### What to produce
Please show each line of the listing where "static" is present.

### The records
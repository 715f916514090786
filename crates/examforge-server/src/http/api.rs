//! Service-level endpoints

use std::sync::Arc;

use axum::extract::State;
use axum::Json;
use serde::{Deserialize, Serialize};

use crate::AppState;

/// Health check response
#[derive(Debug, Serialize, Deserialize)]
pub struct HealthResponse {
    pub status: String,
    pub version: String,
    pub uptime_seconds: i64,
    /// Attempt store backend name
    pub store: String,
}

/// GET /api/health
pub async fn health(State(state): State<Arc<AppState>>) -> Json<HealthResponse> {
    Json(HealthResponse {
        status: "ok".to_string(),
        version: env!("CARGO_PKG_VERSION").to_string(),
        uptime_seconds: state.uptime_seconds(),
        store: state.engine.store_name().to_string(),
    })
}
//! Engine error types.
//!
//! Every failure surfaces with an explicit [`ErrorKind`] so callers (and the
//! HTTP binding) can decide between waiting, refetching and fixing input
//! without string matching.

use std::fmt;

use serde::Serialize;
use thiserror::Error;

use crate::model::{AttemptId, AttemptStatus};

/// Why the access window guard refused a request.
#[derive(Debug, Clone, Copy, PartialEq, Eq, Serialize)]
#[serde(rename_all = "snake_case")]
pub enum DenyReason {
    NotPublished,
    BeforeWindow,
    AfterWindow,
    /// Assigned-only assessment and the student is not on the list.
    NotPermitted,
    /// The caller is not the student who owns the attempt.
    NotOwner,
    /// The grader is not on the assessment's grader list.
    GraderNotAuthorized,
}

impl DenyReason {
    pub fn as_str(&self) -> &'static str {
        match self {
            DenyReason::NotPublished => "not_published",
            DenyReason::BeforeWindow => "before_window",
            DenyReason::AfterWindow => "after_window",
            DenyReason::NotPermitted => "not_permitted",
            DenyReason::NotOwner => "not_owner",
            DenyReason::GraderNotAuthorized => "grader_not_authorized",
        }
    }
}

impl fmt::Display for DenyReason {
    fn fmt(&self, f: &mut fmt::Formatter<'_>) -> fmt::Result {
        f.write_str(self.as_str())
    }
}

/// Why an attempt no longer accepts answers.
#[derive(Debug, Clone, Copy, PartialEq, Eq)]
pub enum FrozenReason {
    Status(AttemptStatus),
    WindowClosed,
}

impl fmt::Display for FrozenReason {
    fn fmt(&self, f: &mut fmt::Formatter<'_>) -> fmt::Result {
        match self {
            FrozenReason::Status(status) => write!(f, "status is {status}"),
            FrozenReason::WindowClosed => f.write_str("access window closed"),
        }
    }
}

/// Coarse error classification.
#[derive(Debug, Clone, Copy, PartialEq, Eq, Serialize)]
#[serde(rename_all = "snake_case")]
pub enum ErrorKind {
    AccessDenied,
    Conflict,
    Validation,
    NotFound,
    Internal,
}

impl ErrorKind {
    pub fn as_str(&self) -> &'static str {
        match self {
            ErrorKind::AccessDenied => "access_denied",
            ErrorKind::Conflict => "conflict",
            ErrorKind::Validation => "validation",
            ErrorKind::NotFound => "not_found",
            ErrorKind::Internal => "internal",
        }
    }
}

/// Errors returned by the attempt engine and its stores.
#[derive(Debug, Error)]
pub enum EngineError {
    #[error("access denied: {0}")]
    AccessDenied(DenyReason),

    /// The student already holds an attempt; `existing` is its id.
    #[error("attempt already started: {existing}")]
    AlreadyStarted { existing: AttemptId },

    #[error("attempt {attempt_id} does not accept answers: {reason}")]
    NotMutable {
        attempt_id: AttemptId,
        reason: FrozenReason,
    },

    #[error("attempt {0} has already been submitted")]
    AlreadySubmitted(AttemptId),

    #[error("attempt {0} has not been submitted")]
    NotSubmitted(AttemptId),

    #[error("attempt {0} was already evaluated with a different result")]
    EvaluationConflict(AttemptId),

    #[error("assessment {assessment_id} changed from version {bound} to {current} during the attempt")]
    DefinitionChanged {
        assessment_id: String,
        bound: u32,
        current: u32,
    },

    #[error("marks for question {question_id} out of range: {awarded} not in [0, {max}]")]
    MarksOutOfRange {
        question_id: String,
        awarded: f64,
        max: f64,
    },

    #[error("unknown question: {0}")]
    UnknownQuestion(String),

    #[error("question {0} is objective and cannot be graded manually")]
    NotSubjective(String),

    #[error("duplicate marks for question {0}")]
    DuplicateMarks(String),

    #[error("missing marks for subjective question {0}")]
    MissingMarks(String),

    #[error("{field} exceeds {limit} bytes")]
    PayloadTooLarge { field: &'static str, limit: usize },

    #[error("attempt not found: {0}")]
    AttemptNotFound(String),

    #[error("assessment not found: {0}")]
    AssessmentNotFound(String),

    #[error(transparent)]
    Internal(#[from] anyhow::Error),
}

impl EngineError {
    pub fn kind(&self) -> ErrorKind {
        match self {
            EngineError::AccessDenied(_) => ErrorKind::AccessDenied,
            EngineError::NotMutable {
                reason: FrozenReason::WindowClosed,
                ..
            } => ErrorKind::AccessDenied,
            EngineError::AlreadyStarted { .. }
            | EngineError::NotMutable { .. }
            | EngineError::AlreadySubmitted(_)
            | EngineError::NotSubmitted(_)
            | EngineError::EvaluationConflict(_)
            | EngineError::DefinitionChanged { .. } => ErrorKind::Conflict,
            EngineError::MarksOutOfRange { .. }
            | EngineError::UnknownQuestion(_)
            | EngineError::NotSubjective(_)
            | EngineError::DuplicateMarks(_)
            | EngineError::MissingMarks(_)
            | EngineError::PayloadTooLarge { .. } => ErrorKind::Validation,
            EngineError::AttemptNotFound(_) | EngineError::AssessmentNotFound(_) => {
                ErrorKind::NotFound
            }
            EngineError::Internal(_) => ErrorKind::Internal,
        }
    }

    /// Stable snake_case code for this error.
    pub fn code(&self) -> &'static str {
        match self {
            EngineError::AccessDenied(reason) => reason.as_str(),
            EngineError::AlreadyStarted { .. } => "already_started",
            EngineError::NotMutable {
                reason: FrozenReason::WindowClosed,
                ..
            } => "window_closed",
            EngineError::NotMutable { .. } => "not_mutable",
            EngineError::AlreadySubmitted(_) => "already_submitted",
            EngineError::NotSubmitted(_) => "not_submitted",
            EngineError::EvaluationConflict(_) => "evaluation_conflict",
            EngineError::DefinitionChanged { .. } => "definition_changed",
            EngineError::MarksOutOfRange { .. } => "marks_out_of_range",
            EngineError::UnknownQuestion(_) => "unknown_question",
            EngineError::NotSubjective(_) => "not_subjective",
            EngineError::DuplicateMarks(_) => "duplicate_marks",
            EngineError::MissingMarks(_) => "missing_marks",
            EngineError::PayloadTooLarge { .. } => "payload_too_large",
            EngineError::AttemptNotFound(_) => "attempt_not_found",
            EngineError::AssessmentNotFound(_) => "assessment_not_found",
            EngineError::Internal(_) => "internal",
        }
    }

    /// The winner's attempt id when a start lost the race.
    ///
    /// This is the one recoverable error: the caller may carry on with the
    /// returned id as if its own start had succeeded.
    pub fn existing_attempt(&self) -> Option<AttemptId> {
        match self {
            EngineError::AlreadyStarted { existing } => Some(*existing),
            _ => None,
        }
    }
}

### Answer to this task
    pub fn as_str(&self) -> &'static str {
    pub fn as_str(&self) -> &'static str {
    PayloadTooLarge { field: &'static str, limit: usize },
    pub fn code(&self) -> &'static str {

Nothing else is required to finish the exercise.